[THE RECORDS]:
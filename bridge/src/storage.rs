// 存储层 - PostgreSQL 持久化
use std::time::Duration;
use anyhow::{Context, Result};
use async_trait::async_trait;
use chrono::{DateTime, Utc};
use hub_shared::{
    DatabaseConfig, Device, DeviceId, DeviceRepository, DeviceStatus, HubError, HubResult,
    Location, LocationId, LocationRepository, NewDevice, NewTelemetrySample, TelemetryRepository,
    TelemetrySample, TenantId,
};
use sqlx::{postgres::PgPoolOptions, PgPool};
use tracing::info;

// 建表语句，可重复执行
const MIGRATIONS: &[&str] = &[
    r#"
    CREATE TABLE IF NOT EXISTS locations (
        id BIGSERIAL PRIMARY KEY,
        tenant_id BIGINT NOT NULL,
        name TEXT NOT NULL,
        created_at TIMESTAMPTZ NOT NULL DEFAULT NOW()
    )
    "#,
    "CREATE INDEX IF NOT EXISTS idx_locations_tenant ON locations (tenant_id)",
    r#"
    CREATE TABLE IF NOT EXISTS devices (
        id BIGSERIAL PRIMARY KEY,
        location_id BIGINT REFERENCES locations (id),
        mac_address TEXT NOT NULL UNIQUE,
        hardware_id TEXT NOT NULL UNIQUE,
        proof_of_possession TEXT NOT NULL,
        status TEXT NOT NULL DEFAULT 'UNCLAIMED',
        name TEXT,
        created_at TIMESTAMPTZ NOT NULL DEFAULT NOW(),
        updated_at TIMESTAMPTZ NOT NULL DEFAULT NOW()
    )
    "#,
    "CREATE INDEX IF NOT EXISTS idx_devices_location ON devices (location_id)",
    r#"
    CREATE TABLE IF NOT EXISTS telemetry (
        id BIGSERIAL PRIMARY KEY,
        device_id BIGINT NOT NULL REFERENCES devices (id),
        timestamp_ms BIGINT NOT NULL,
        temperature DOUBLE PRECISION,
        humidity DOUBLE PRECISION,
        pressure DOUBLE PRECISION,
        person_count INTEGER,
        created_at TIMESTAMPTZ NOT NULL DEFAULT NOW()
    )
    "#,
    "CREATE INDEX IF NOT EXISTS idx_telemetry_device_time ON telemetry (device_id, timestamp_ms)",
];

// 租户通过 location 关联得到
const DEVICE_COLUMNS: &str = r#"
    d.id, l.tenant_id, d.location_id, d.mac_address, d.hardware_id,
    d.proof_of_possession, d.status, d.name, d.created_at, d.updated_at
"#;

const TELEMETRY_COLUMNS: &str =
    "id, device_id, timestamp_ms, temperature, humidity, pressure, person_count, created_at";

// 租户归属经由设备当前的位置
fn tenant_telemetry_sql() -> String {
    format!(
        "SELECT {} FROM telemetry WHERE device_id IN (\
         SELECT d.id FROM devices d JOIN locations l ON l.id = d.location_id WHERE l.tenant_id = $1) \
         AND timestamp_ms BETWEEN $2 AND $3 ORDER BY device_id, timestamp_ms, id",
        TELEMETRY_COLUMNS
    )
}

fn db_err(err: sqlx::Error) -> HubError {
    HubError::Database(err.to_string())
}

#[derive(Debug, sqlx::FromRow)]
struct LocationRow {
    id: i64,
    tenant_id: i64,
    name: String,
    created_at: DateTime<Utc>,
}

impl From<LocationRow> for Location {
    fn from(row: LocationRow) -> Self {
        Location {
            id: row.id,
            tenant_id: row.tenant_id,
            name: row.name,
            created_at: row.created_at,
        }
    }
}

#[derive(Debug, sqlx::FromRow)]
struct DeviceRow {
    id: i64,
    tenant_id: Option<i64>,
    location_id: Option<i64>,
    mac_address: String,
    hardware_id: String,
    proof_of_possession: String,
    status: String,
    name: Option<String>,
    created_at: DateTime<Utc>,
    updated_at: DateTime<Utc>,
}

impl TryFrom<DeviceRow> for Device {
    type Error = HubError;

    fn try_from(row: DeviceRow) -> Result<Self, Self::Error> {
        let status = row.status.parse::<DeviceStatus>().map_err(|_| {
            HubError::Database(format!("Device {} has unknown status {:?}", row.id, row.status))
        })?;

        Ok(Device {
            id: row.id,
            tenant_id: row.tenant_id,
            location_id: row.location_id,
            mac_address: row.mac_address,
            hardware_id: row.hardware_id,
            proof_of_possession: row.proof_of_possession,
            status,
            name: row.name,
            created_at: row.created_at,
            updated_at: row.updated_at,
        })
    }
}

#[derive(Debug, sqlx::FromRow)]
struct TelemetryRow {
    id: i64,
    device_id: i64,
    timestamp_ms: i64,
    temperature: Option<f64>,
    humidity: Option<f64>,
    pressure: Option<f64>,
    person_count: Option<i32>,
    created_at: DateTime<Utc>,
}

impl From<TelemetryRow> for TelemetrySample {
    fn from(row: TelemetryRow) -> Self {
        TelemetrySample {
            id: row.id,
            device_id: row.device_id,
            timestamp: row.timestamp_ms,
            temperature: row.temperature,
            humidity: row.humidity,
            pressure: row.pressure,
            person_count: row.person_count,
            created_at: row.created_at,
        }
    }
}

fn into_devices(rows: Vec<DeviceRow>) -> HubResult<Vec<Device>> {
    rows.into_iter().map(Device::try_from).collect()
}

// PostgreSQL 存储
#[derive(Clone)]
pub struct PgStore {
    pool: PgPool,
}

impl PgStore {
    pub async fn connect(config: &DatabaseConfig) -> Result<Self> {
        let pool = PgPoolOptions::new()
            .max_connections(config.max_connections)
            .min_connections(config.min_connections)
            .acquire_timeout(Duration::from_secs(config.connect_timeout_secs))
            .connect(&config.url)
            .await
            .with_context(|| "Failed to connect to database")?;

        Ok(Self { pool })
    }

    pub async fn run_migrations(&self) -> Result<()> {
        let mut tx = self.pool.begin().await.context("Failed to start migration")?;
        for statement in MIGRATIONS {
            sqlx::query(statement)
                .execute(&mut *tx)
                .await
                .with_context(|| format!("Migration failed: {}", statement.trim()))?;
        }
        tx.commit().await.context("Failed to commit migration")?;

        info!("Database schema is up to date");
        Ok(())
    }

    /// 健康检查
    pub async fn health_check(&self) -> bool {
        sqlx::query("SELECT 1").execute(&self.pool).await.is_ok()
    }

    pub async fn close(&self) {
        self.pool.close().await;
    }

    async fn fetch_device(&self, query: DeviceQuery<'_>) -> HubResult<Option<Device>> {
        let row = query.fetch_optional(&self.pool).await.map_err(db_err)?;
        row.map(Device::try_from).transpose()
    }
}

type DeviceQuery<'q> = sqlx::query::QueryAs<'q, sqlx::Postgres, DeviceRow, sqlx::postgres::PgArguments>;

fn device_select(filter: &str) -> String {
    format!(
        "SELECT {} FROM devices d LEFT JOIN locations l ON l.id = d.location_id WHERE {}",
        DEVICE_COLUMNS, filter
    )
}

#[async_trait]
impl LocationRepository for PgStore {
    async fn find_location_for_tenant(
        &self,
        tenant_id: TenantId,
        location_id: LocationId,
    ) -> HubResult<Option<Location>> {
        let row = sqlx::query_as::<_, LocationRow>(
            "SELECT id, tenant_id, name, created_at FROM locations WHERE id = $1 AND tenant_id = $2",
        )
        .bind(location_id)
        .bind(tenant_id)
        .fetch_optional(&self.pool)
        .await
        .map_err(db_err)?;

        Ok(row.map(Location::from))
    }
}

#[async_trait]
impl DeviceRepository for PgStore {
    async fn find_device(&self, device_id: DeviceId) -> HubResult<Option<Device>> {
        let sql = device_select("d.id = $1");
        self.fetch_device(sqlx::query_as(&sql).bind(device_id)).await
    }

    async fn find_device_for_tenant(
        &self,
        tenant_id: TenantId,
        device_id: DeviceId,
    ) -> HubResult<Option<Device>> {
        let sql = device_select("d.id = $1 AND l.tenant_id = $2");
        self.fetch_device(sqlx::query_as(&sql).bind(device_id).bind(tenant_id))
            .await
    }

    async fn find_device_by_mac(&self, mac_address: &str) -> HubResult<Option<Device>> {
        let sql = device_select("upper(d.mac_address) = upper($1)");
        self.fetch_device(sqlx::query_as(&sql).bind(mac_address)).await
    }

    async fn list_devices_for_tenant(&self, tenant_id: TenantId) -> HubResult<Vec<Device>> {
        let sql = format!(
            "SELECT {} FROM devices d JOIN locations l ON l.id = d.location_id \
             WHERE l.tenant_id = $1 ORDER BY d.id",
            DEVICE_COLUMNS
        );
        let rows = sqlx::query_as::<_, DeviceRow>(&sql)
            .bind(tenant_id)
            .fetch_all(&self.pool)
            .await
            .map_err(db_err)?;

        into_devices(rows)
    }

    async fn device_exists_for_tenant(
        &self,
        tenant_id: TenantId,
        device_id: DeviceId,
    ) -> HubResult<bool> {
        let exists: bool = sqlx::query_scalar(
            "SELECT EXISTS (SELECT 1 FROM devices d JOIN locations l ON l.id = d.location_id \
             WHERE d.id = $1 AND l.tenant_id = $2)",
        )
        .bind(device_id)
        .bind(tenant_id)
        .fetch_one(&self.pool)
        .await
        .map_err(db_err)?;

        Ok(exists)
    }

    async fn insert_device(&self, device: NewDevice) -> HubResult<Device> {
        let sql = format!(
            "WITH d AS (\
                INSERT INTO devices (mac_address, hardware_id, proof_of_possession, status, location_id, name) \
                VALUES ($1, $2, $3, $4, $5, $6) RETURNING *\
             ) SELECT {} FROM d LEFT JOIN locations l ON l.id = d.location_id",
            DEVICE_COLUMNS
        );
        let row = sqlx::query_as::<_, DeviceRow>(&sql)
            .bind(&device.mac_address)
            .bind(&device.hardware_id)
            .bind(&device.proof_of_possession)
            .bind(device.status.as_str())
            .bind(device.location_id)
            .bind(&device.name)
            .fetch_one(&self.pool)
            .await
            .map_err(db_err)?;

        Device::try_from(row)
    }

    async fn save_device(&self, device: &Device) -> HubResult<Device> {
        let sql = format!(
            "WITH d AS (\
                UPDATE devices SET location_id = $2, name = $3, status = $4, updated_at = NOW() \
                WHERE id = $1 RETURNING *\
             ) SELECT {} FROM d LEFT JOIN locations l ON l.id = d.location_id",
            DEVICE_COLUMNS
        );
        let row = sqlx::query_as::<_, DeviceRow>(&sql)
            .bind(device.id)
            .bind(device.location_id)
            .bind(&device.name)
            .bind(device.status.as_str())
            .fetch_optional(&self.pool)
            .await
            .map_err(db_err)?
            .ok_or_else(|| HubError::not_found("Device", device.id))?;

        Device::try_from(row)
    }

    async fn update_device_status(&self, device_id: DeviceId, status: DeviceStatus) -> HubResult<()> {
        let result = sqlx::query("UPDATE devices SET status = $2, updated_at = NOW() WHERE id = $1")
            .bind(device_id)
            .bind(status.as_str())
            .execute(&self.pool)
            .await
            .map_err(db_err)?;

        if result.rows_affected() == 0 {
            return Err(HubError::not_found("Device", device_id));
        }
        Ok(())
    }

    async fn delete_device(&self, device_id: DeviceId) -> HubResult<()> {
        let result = sqlx::query("DELETE FROM devices WHERE id = $1")
            .bind(device_id)
            .execute(&self.pool)
            .await
            .map_err(db_err)?;

        if result.rows_affected() == 0 {
            return Err(HubError::not_found("Device", device_id));
        }
        Ok(())
    }
}

#[async_trait]
impl TelemetryRepository for PgStore {
    async fn insert_samples(&self, samples: &[NewTelemetrySample]) -> HubResult<u64> {
        // 同一条消息的样本在一个事务里写入
        let mut tx = self.pool.begin().await.map_err(db_err)?;
        let mut inserted = 0;

        for sample in samples {
            let result = sqlx::query(
                "INSERT INTO telemetry (device_id, timestamp_ms, temperature, humidity, pressure, person_count) \
                 VALUES ($1, $2, $3, $4, $5, $6)",
            )
            .bind(sample.device_id)
            .bind(sample.timestamp)
            .bind(sample.temperature)
            .bind(sample.humidity)
            .bind(sample.pressure)
            .bind(sample.person_count)
            .execute(&mut *tx)
            .await
            .map_err(db_err)?;
            inserted += result.rows_affected();
        }

        tx.commit().await.map_err(db_err)?;
        Ok(inserted)
    }

    async fn find_samples(
        &self,
        device_id: DeviceId,
        start_ms: i64,
        end_ms: i64,
    ) -> HubResult<Vec<TelemetrySample>> {
        let sql = format!(
            "SELECT {} FROM telemetry WHERE device_id = $1 AND timestamp_ms BETWEEN $2 AND $3 \
             ORDER BY timestamp_ms, id",
            TELEMETRY_COLUMNS
        );
        let rows = sqlx::query_as::<_, TelemetryRow>(&sql)
            .bind(device_id)
            .bind(start_ms)
            .bind(end_ms)
            .fetch_all(&self.pool)
            .await
            .map_err(db_err)?;

        Ok(rows.into_iter().map(TelemetrySample::from).collect())
    }

    async fn find_samples_for_tenant(
        &self,
        tenant_id: TenantId,
        start_ms: i64,
        end_ms: i64,
    ) -> HubResult<Vec<TelemetrySample>> {
        let rows = sqlx::query_as::<_, TelemetryRow>(&tenant_telemetry_sql())
            .bind(tenant_id)
            .bind(start_ms)
            .bind(end_ms)
            .fetch_all(&self.pool)
            .await
            .map_err(db_err)?;

        Ok(rows.into_iter().map(TelemetrySample::from).collect())
    }

    async fn latest_sample(&self, device_id: DeviceId) -> HubResult<Option<TelemetrySample>> {
        let sql = format!(
            "SELECT {} FROM telemetry WHERE device_id = $1 ORDER BY timestamp_ms DESC, id DESC LIMIT 1",
            TELEMETRY_COLUMNS
        );
        let row = sqlx::query_as::<_, TelemetryRow>(&sql)
            .bind(device_id)
            .fetch_optional(&self.pool)
            .await
            .map_err(db_err)?;

        Ok(row.map(TelemetrySample::from))
    }

    async fn delete_samples_for_device(&self, device_id: DeviceId) -> HubResult<u64> {
        let result = sqlx::query("DELETE FROM telemetry WHERE device_id = $1")
            .bind(device_id)
            .execute(&self.pool)
            .await
            .map_err(db_err)?;

        Ok(result.rows_affected())
    }
}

[BRIEF]: From the records above, reproduce exactly the lines from the one with "to connect to" to the one with "async fn fetch_device(&self, query: DeviceQuery<'_>)", both included, and no others.

[RESPONSE AREA]:
            .with_context(|| "Failed to connect to database")?;

        Ok(Self { pool })
    }

    pub async fn run_migrations(&self) -> Result<()> {
        let mut tx = self.pool.begin().await.context("Failed to start migration")?;
        for statement in MIGRATIONS {
            sqlx::query(statement)
                .execute(&mut *tx)
                .await
                .with_context(|| format!("Migration failed: {}", statement.trim()))?;
        }
        tx.commit().await.context("Failed to commit migration")?;

        info!("Database schema is up to date");
        Ok(())
    }

    /// 健康检查
    pub async fn health_check(&self) -> bool {
        sqlx::query("SELECT 1").execute(&self.pool).await.is_ok()
    }

    pub async fn close(&self) {
        self.pool.close().await;
    }

    async fn fetch_device(&self, query: DeviceQuery<'_>) -> HubResult<Option<Device>> {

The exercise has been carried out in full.